Just Yesterday…November 12, 2015….2 days after Daddy’s Marine Corps. Birthday.
As a United States Marine Corps Veteran he will always share this with you but you will only share this with him in spirit….
It seems like just yesterday I held you in my arms. You were helpless, hopeful, happy…perfect. You were so tiny and so pure. You knew no pain and you had no doubts. There was no lifespan expectancy other than ours: you’re only as old as you feel. We had dreams for you that were limitless and faith that could move mountains: well with the help of the good Lord almighty.
We thought of all the things you could do…to really live life to the fullest and truly be alive.
In reality today we struggle to still have great faith of a mustard seed but your dreams? Well they are extremely limited. And the number one dream is to stay alive. In fact what is really happening is tomorrow? We will take you to your 33rd Enzyme Replacement Therapy infusion where we hold you down, yet again, to access your ports while you cry and scream “mommy why?” (which by the way is even more heart-wrenching from children who are considered “nonverbal”). We say “Why? Because you need your medicine. Because we love you. You are doing a great job! You are our hero!” Yet I am not sure it makes any of us feel even the slightest bit better: even though you say “Yaaaaay” as you so positively always do during and after accessing and de-accessing your ports.
Just last week we continued in the fight for your body by taking that weekly dreaded trip to Miami which we will do again tomorrow, (about 250 miles roundtrip) in our faithful car of more than 211,000 miles that feels like a sardine can. We do this in order to get your million dollar medicine (by the way we say a prayer every time we put the key in the ignition). But just today we flew back from UNC Chapel Hill to attempt to get you both into a clinical trial for a drug to help save your brain.
You see, the doctors tell us that the current ERT helps the immediate life-threatening issues such as airway obstruction and heart issues due to too much build-up, but the lifesaving drug does not cross the blood-brain-barrier to save your brains which are slowly regressing (some may call the blood-brain-barrier the body’s “final frontier”….we always thought that was space….just goes to show the medical world we now live in!)

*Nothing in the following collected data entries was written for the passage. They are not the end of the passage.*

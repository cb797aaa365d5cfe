//! Common error types for tonie-audio-match

use thiserror::Error;

/// Common result type for shared operations
pub type Result<T> = std::result::Result<T, Error>;

/// Common error types shared by the workspace crates
#[derive(Error, Debug)]
pub enum Error {
    /// I/O operation error (wraps std::io::Error)
    #[error("IO error: {0}")]
    Io(#[from] std::io::Error),

    /// Configuration loading or validation error
    #[error("Configuration error: {0}")]
    Config(String),

    /// Requested resource not found
    #[error("Not found: {0}")]
    NotFound(String),

    /// Invalid user input or request parameter
    #[error("Invalid input: {0}")]
    InvalidInput(String),

    /// Internal error
    #[error("Internal error: {0}")]
    Internal(String),
}

impl From<toml::de::Error> for Error {
    fn from(err: toml::de::Error) -> Self {
        Error::Config(err.to_string())
    }
}
//! Command implementations for the rewear CLI.

use std::net::SocketAddr;

use tracing::{info, warn};

use crate::artifacts::ArtifactStore;
use crate::brands::BrandBucketTable;
use crate::cli::args::*;
use crate::error::{Result, RewearError};
use crate::features::FeatureProfile;
use crate::forest::ForestConfig;
use crate::server;
use crate::train::{self, TrainerConfig, TrainingReport};

/// Execute a CLI command.
pub fn execute_command(args: RewearArgs) -> Result<()> {
    match &args.command {
        Command::Train(train_args) => run_train(train_args.clone(), &args),
        Command::ServeApi(serve_args) => run_serve_api(serve_args.clone(), &args),
        Command::ServeWeb(serve_args) => run_serve_web(serve_args.clone(), &args),
    }
}

/// Train the classifier and print the training report.
fn run_train(args: TrainArgs, cli_args: &RewearArgs) -> Result<()> {
    let config = TrainerConfig {
        data_path: args.data,
        output_dir: args.output,
        profile: args.profile,
        forest: ForestConfig {
            n_trees: args.trees,
            max_depth: args.max_depth,
            min_samples_split: args.min_samples_split,
            min_samples_leaf: args.min_samples_leaf,
            seed: args.seed,
        },
        test_fraction: args.test_fraction,
        seed: args.seed,
    };

    let report = train::train(&config)?;
    output_report(&report, cli_args)
}

/// Print a training report in the requested format.
fn output_report(report: &TrainingReport, args: &RewearArgs) -> Result<()> {
    match args.output_format {
        OutputFormat::Json => println!("{}", serde_json::to_string_pretty(report)?),
        OutputFormat::Human => {
            if args.verbosity() > 0 {
                println!("Training complete");
                println!("-----------------");
            }
            println!(
                "rows: {} (train {}, test {})",
                report.rows, report.train_rows, report.test_rows
            );
            println!("profile: {}", report.profile);
            println!("classes: {}", report.classes.join(", "));
            println!("accuracy: {:.4}", report.accuracy);
            println!("elapsed: {}ms", report.elapsed_ms);
            println!("artifacts: {}", report.output_dir);
        }
    }
    Ok(())
}

/// Run the api server variant.
fn run_serve_api(args: ServeApiArgs, _cli_args: &RewearArgs) -> Result<()> {
    let store = ArtifactStore::new(args.artifacts);
    let state = server::load_state(&store, FeatureProfile::Api, BrandBucketTable::empty());
    let addr = bind_addr(&args.host, args.port)?;
    run_server(server::api::router(state), addr)
}

/// Run the web server variant, building the brand bucket table first.
fn run_serve_web(args: ServeWebArgs, _cli_args: &RewearArgs) -> Result<()> {
    let buckets = match &args.catalog {
        Some(path) => match BrandBucketTable::from_catalog_csv(path) {
            Ok(table) => {
                info!(brands = table.brand_count(), "brand buckets built");
                table
            }
            Err(err) => {
                warn!(error = %err, "failed to build brand buckets; tier resolution disabled");
                BrandBucketTable::empty()
            }
        },
        None => {
            warn!("no catalog given; tier resolution disabled");
            BrandBucketTable::empty()
        }
    };

    let store = ArtifactStore::new(args.artifacts);
    let state = server::load_state(&store, FeatureProfile::Web, buckets);
    let addr = bind_addr(&args.host, args.port)?;
    run_server(server::web::router(state), addr)
}

fn bind_addr(host: &str, port: u16) -> Result<SocketAddr> {
    format!("{host}:{port}").parse().map_err(|_| {
        RewearError::invalid_argument(format!("invalid listen address {host}:{port}"))
    })
}

/// Drive an async server from the synchronous CLI.
fn run_server(router: axum::Router, addr: SocketAddr) -> Result<()> {
    tokio::runtime::Runtime::new()?.block_on(server::serve(router, addr))
}

#[cfg(test)]
mod tests {
    use super::*;

    #[test]
    fn test_bind_addr() {
        assert_eq!(
            bind_addr("127.0.0.1", 8000).unwrap(),
            "127.0.0.1:8000".parse::<SocketAddr>().unwrap()
        );
        assert!(bind_addr("not a host", 8000).is_err());
    }
}
//! Error types for the rewear library.
//!
//! All fallible operations return [`Result`], whose error type is the
//! [`RewearError`] enum. Handlers and the CLI map these variants onto
//! HTTP statuses and exit codes; the library itself never panics on
//! bad input.

use std::io;

use thiserror::Error;

/// The main error type for rewear operations.
#[derive(Error, Debug)]
pub enum RewearError {
    /// I/O errors (file operations, network, etc.)
    #[error("I/O error: {0}")]
    Io(#[from] io::Error),

    /// CSV parsing errors
    #[error("CSV error: {0}")]
    Csv(#[from] csv::Error),

    /// JSON serialization/deserialization errors
    #[error("JSON error: {0}")]
    Json(#[from] serde_json::Error),

    /// Dataset-related errors (missing columns, empty files, etc.)
    #[error("Dataset error: {0}")]
    Dataset(String),

    /// A categorical value outside an encoder's fitted vocabulary.
    ///
    /// The message format is part of the HTTP contract: prediction
    /// handlers surface it verbatim in 400 responses.
    #[error("Unknown {field} label: {value}")]
    UnknownLabel { field: String, value: String },

    /// Prediction was requested before the model was fitted.
    #[error("Model not trained")]
    ModelNotTrained,

    /// Too few rows to fit a model.
    #[error("Training data insufficient: need at least {min_samples} samples, got {actual}")]
    InsufficientTrainingData { min_samples: usize, actual: usize },

    /// A feature vector whose arity does not match the trained schema.
    #[error("Invalid feature vector: expected {expected} features, got {actual}")]
    InvalidFeatureVector { expected: usize, actual: usize },

    /// A persisted artifact file that does not exist.
    #[error("Artifact missing: {path}")]
    ArtifactMissing { path: String },

    /// A persisted artifact file that exists but cannot be decoded.
    #[error("Artifact corrupt: {path}: {detail}")]
    ArtifactCorrupt { path: String, detail: String },

    /// Invalid argument
    #[error("Invalid argument: {0}")]
    InvalidArgument(String),

    /// Generic anyhow error
    #[error("Anyhow error: {0}")]
    Anyhow(#[from] anyhow::Error),
}

/// Result type alias for operations that may fail with [`RewearError`].
pub type Result<T> = std::result::Result<T, RewearError>;

impl RewearError {
    /// Create a new dataset error.
    pub fn dataset<S: Into<String>>(msg: S) -> Self {
        RewearError::Dataset(msg.into())
    }

    /// Create a new unknown-label error for the given field.
    pub fn unknown_label<F: Into<String>, V: Into<String>>(field: F, value: V) -> Self {
        RewearError::UnknownLabel {
            field: field.into(),
            value: value.into(),
        }
    }

    /// Create a new invalid-argument error.
    pub fn invalid_argument<S: Into<String>>(msg: S) -> Self {
        RewearError::InvalidArgument(msg.into())
    }
}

There are two criteria you need to meet in order to qualify for this IT (Intrathecal Trial) Study: you must take a neurodevelopmental cognitive test and score between a 55 and 85 (the DAS for Cadence and the Bailey for Asher) AND you must have a lumbar puncture to measure your intracranial pressure which has to be below a 30. Once you have met the criteria and qualify you will then enter the study to receive the drug (2 and younger go into the substudy and all substudy participants receive drug while 3 and older are randomized…some get drug some go into the control group). The most cumbersome part of this study is not just that the drug is still considered experimental but that the intrathecal port is still investigational as well. The majority of problems that are occurring have to do with the port itself. This means more surgeries for all the patients in order to get the port but also additional surgeries for others to fix and maintain them.
My dear sweet baby Asher has taken the neurodevelopmental test and has had his lumbar puncture. We are thankful for this and with a qualifying score on the Bailey and a intracranial pressure of 28, he will be in the substudy and will receive this much needed drug. He has made it into the trial! As happy as we are about this it is bittersweet knowing this is a very long road ahead. Our gentle giant Cadence would not cooperate the first time he tested. We took him back for testing and he just eeked by with both his cognitive test and his lumbar puncture. The pressure is supposed to be 30 or below to qualify…his was 29.9! We are so grateful to the Lord. By the way, 50% of our Hunter Syndrome boys do not qualify due to lack of cooperation or too low of a score on a test that is mainly for “typical” children (thank you FDA). This is yet just one more reason we need this drug approved as well as gene therapy to be conquered!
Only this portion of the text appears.